MATERIAL PROVIDED Start Marker
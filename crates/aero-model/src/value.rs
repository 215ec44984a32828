//! Tagged cell values produced by the tabular reader.
//!
//! Every conversion is total: it returns `None` instead of failing, so the
//! validation predicates built on top of them never panic.

use std::fmt;

use chrono::{NaiveDate, NaiveDateTime, NaiveTime};
use serde::Serialize;

/// A single untyped scalar from a source row.
#[derive(Debug, Clone, Default, PartialEq, Serialize)]
#[serde(untagged)]
pub enum CellValue {
    /// Empty cell or absent column.
    #[default]
    Missing,
    Text(String),
    Integer(i64),
    Float(f64),
    Bool(bool),
    /// Spreadsheet date or datetime cell.
    DateTime(NaiveDateTime),
}

impl CellValue {
    pub fn text(value: impl Into<String>) -> Self {
        Self::Text(value.into())
    }

    /// Returns true for absent values, NaN floats and text that trims to empty.
    pub fn is_missing(&self) -> bool {
        match self {
            Self::Missing => true,
            Self::Text(value) => value.trim().is_empty(),
            Self::Float(value) => value.is_nan(),
            _ => false,
        }
    }

    pub fn as_str(&self) -> Option<&str> {
        match self {
            Self::Text(value) => Some(value.as_str()),
            _ => None,
        }
    }

    /// Renders the value the way it would appear in a delimited file.
    pub fn render(&self) -> String {
        match self {
            Self::Missing => String::new(),
            Self::Text(value) => value.clone(),
            Self::Integer(value) => value.to_string(),
            Self::Float(value) if value.is_nan() => String::new(),
            Self::Float(value) => format_numeric(*value),
            Self::Bool(value) => value.to_string(),
            Self::DateTime(value) => value.format("%Y-%m-%d %H:%M:%S").to_string(),
        }
    }

    /// Rendered text, or `None` when the value is missing.
    pub fn render_non_empty(&self) -> Option<String> {
        if self.is_missing() {
            None
        } else {
            Some(self.render())
        }
    }

    /// Integer view of the value.
    ///
    /// Floats (and float-looking text) convert only when they carry no
    /// fractional part, so `150.0` is `150` but `150.5` is rejected.
    pub fn parse_i64(&self) -> Option<i64> {
        match self {
            Self::Integer(value) => Some(*value),
            Self::Float(value) => integral_f64(*value),
            Self::Text(value) => {
                parse_i64(value).or_else(|| parse_f64(value).and_then(integral_f64))
            }
            _ => None,
        }
    }

    pub fn parse_f64(&self) -> Option<f64> {
        match self {
            Self::Integer(value) => Some(*value as f64),
            Self::Float(value) if value.is_finite() => Some(*value),
            Self::Text(value) => parse_f64(value),
            _ => None,
        }
    }

    /// Parses a calendar date under an exact `chrono` format string.
    ///
    /// Spreadsheet datetimes are accepted when they fall on midnight, which
    /// is how workbooks store plain dates.
    pub fn parse_date(&self, format: &str) -> Option<NaiveDate> {
        match self {
            Self::Text(value) => NaiveDate::parse_from_str(value, format).ok(),
            Self::DateTime(value) if value.time() == NaiveTime::MIN => Some(value.date()),
            _ => None,
        }
    }

    /// Parses a timestamp under an exact `chrono` format string.
    pub fn parse_datetime(&self, format: &str) -> Option<NaiveDateTime> {
        match self {
            Self::Text(value) => NaiveDateTime::parse_from_str(value, format).ok(),
            Self::DateTime(value) => Some(*value),
            _ => None,
        }
    }
}

impl fmt::Display for CellValue {
    fn fmt(&self, f: &mut fmt::Formatter<'_>) -> fmt::Result {
        f.write_str(&self.render())
    }
}

impl From<&str> for CellValue {
    fn from(value: &str) -> Self {
        Self::Text(value.to_string())
    }
}

impl From<String> for CellValue {
    fn from(value: String) -> Self {
        Self::Text(value)
    }
}

impl From<i64> for CellValue {
    fn from(value: i64) -> Self {
        Self::Integer(value)
    }
}

impl From<f64> for CellValue {
    fn from(value: f64) -> Self {
        Self::Float(value)
    }
}

/// Formats a floating-point number as a string without trailing zeros.
pub fn format_numeric(value: f64) -> String {
    let s = format!("{value}");
    if !s.contains('.') {
        return s;
    }
    let trimmed = s.trim_end_matches('0').trim_end_matches('.');
    if trimmed.is_empty() || trimmed == "-" {
        "0".to_string()
    } else {
        trimmed.to_string()
    }
}

/// Parses a string as f64, returning None for invalid, empty or non-finite input.
pub fn parse_f64(value: &str) -> Option<f64> {
    let trimmed = value.trim();
    if trimmed.is_empty() {
        return None;
    }
    trimmed.parse::<f64>().ok().filter(|parsed| parsed.is_finite())
}

/// Parses a string as i64, returning None for invalid or empty strings.
pub fn parse_i64(value: &str) -> Option<i64> {
    let trimmed = value.trim();
    if trimmed.is_empty() {
        return None;
    }
    trimmed.parse::<i64>().ok()
}

fn integral_f64(value: f64) -> Option<i64> {
    if value.is_finite() && value.fract() == 0.0 && value.abs() < i64::MAX as f64 {
        Some(value as i64)
    } else {
        None
    }
}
MATERIAL PROVIDED End Marker
(YOUR TASK): Every entry needs to be retyped exactly.

(TASK OUTPUT):
filename crates/aero-model/src/value.rs
repository 215ec44984a32828
//! Tagged cell values produced by the tabular reader.
//!
//! Every conversion is total: it returns `None` instead of failing, so the
//! validation predicates built on top of them never panic.

use std::fmt;

use chrono::{NaiveDate, NaiveDateTime, NaiveTime};
use serde::Serialize;

/// A single untyped scalar from a source row.
#[derive(Debug, Clone, Default, PartialEq, Serialize)]
#[serde(untagged)]
pub enum CellValue {
    /// Empty cell or absent column.
    #[default]
    Missing,
    Text(String),
    Integer(i64),
    Float(f64),
    Bool(bool),
    /// Spreadsheet date or datetime cell.
    DateTime(NaiveDateTime),
}

impl CellValue {
    pub fn text(value: impl Into<String>) -> Self {
        Self::Text(value.into())
    }

    /// Returns true for absent values, NaN floats and text that trims to empty.
    pub fn is_missing(&self) -> bool {
        match self {
            Self::Missing => true,
            Self::Text(value) => value.trim().is_empty(),
            Self::Float(value) => value.is_nan(),
            _ => false,
        }
    }

    pub fn as_str(&self) -> Option<&str> {
        match self {
            Self::Text(value) => Some(value.as_str()),
            _ => None,
        }
    }

    /// Renders the value the way it would appear in a delimited file.
    pub fn render(&self) -> String {
        match self {
            Self::Missing => String::new(),
            Self::Text(value) => value.clone(),
            Self::Integer(value) => value.to_string(),
            Self::Float(value) if value.is_nan() => String::new(),
            Self::Float(value) => format_numeric(*value),
            Self::Bool(value) => value.to_string(),
            Self::DateTime(value) => value.format("%Y-%m-%d %H:%M:%S").to_string(),
        }
    }

    /// Rendered text, or `None` when the value is missing.
    pub fn render_non_empty(&self) -> Option<String> {
        if self.is_missing() {
            None
        } else {
            Some(self.render())
        }
    }

    /// Integer view of the value.
    ///
    /// Floats (and float-looking text) convert only when they carry no
    /// fractional part, so `150.0` is `150` but `150.5` is rejected.
    pub fn parse_i64(&self) -> Option<i64> {
        match self {
            Self::Integer(value) => Some(*value),
            Self::Float(value) => integral_f64(*value),
            Self::Text(value) => {
                parse_i64(value).or_else(|| parse_f64(value).and_then(integral_f64))
            }
            _ => None,
        }
    }

    pub fn parse_f64(&self) -> Option<f64> {
        match self {
            Self::Integer(value) => Some(*value as f64),
            Self::Float(value) if value.is_finite() => Some(*value),
            Self::Text(value) => parse_f64(value),
            _ => None,
        }
    }

    /// Parses a calendar date under an exact `chrono` format string.
    ///
    /// Spreadsheet datetimes are accepted when they fall on midnight, which
    /// is how workbooks store plain dates.
    pub fn parse_date(&self, format: &str) -> Option<NaiveDate> {
        match self {
            Self::Text(value) => NaiveDate::parse_from_str(value, format).ok(),
            Self::DateTime(value) if value.time() == NaiveTime::MIN => Some(value.date()),
            _ => None,
        }
    }

    /// Parses a timestamp under an exact `chrono` format string.
    pub fn parse_datetime(&self, format: &str) -> Option<NaiveDateTime> {
        match self {
            Self::Text(value) => NaiveDateTime::parse_from_str(value, format).ok(),
            Self::DateTime(value) => Some(*value),
            _ => None,
        }
    }
}

impl fmt::Display for CellValue {
    fn fmt(&self, f: &mut fmt::Formatter<'_>) -> fmt::Result {
        f.write_str(&self.render())
    }
}

impl From<&str> for CellValue {
    fn from(value: &str) -> Self {
        Self::Text(value.to_string())
    }
}

impl From<String> for CellValue {
    fn from(value: String) -> Self {
        Self::Text(value)
    }
}

impl From<i64> for CellValue {
    fn from(value: i64) -> Self {
        Self::Integer(value)
    }
}

impl From<f64> for CellValue {
    fn from(value: f64) -> Self {
        Self::Float(value)
    }
}

/// Formats a floating-point number as a string without trailing zeros.
pub fn format_numeric(value: f64) -> String {
    let s = format!("{value}");
    if !s.contains('.') {
        return s;
    }
    let trimmed = s.trim_end_matches('0').trim_end_matches('.');
    if trimmed.is_empty() || trimmed == "-" {
        "0".to_string()
    } else {
        trimmed.to_string()
    }
}

/// Parses a string as f64, returning None for invalid, empty or non-finite input.
pub fn parse_f64(value: &str) -> Option<f64> {
    let trimmed = value.trim();
    if trimmed.is_empty() {
        return None;
    }
    trimmed.parse::<f64>().ok().filter(|parsed| parsed.is_finite())
}

/// Parses a string as i64, returning None for invalid or empty strings.
pub fn parse_i64(value: &str) -> Option<i64> {
    let trimmed = value.trim();
    if trimmed.is_empty() {
        return None;
    }
    trimmed.parse::<i64>().ok()
}

fn integral_f64(value: f64) -> Option<i64> {
    if value.is_finite() && value.fract() == 0.0 && value.abs() < i64::MAX as f64 {
        Some(value as i64)
    } else {
        None
    }
}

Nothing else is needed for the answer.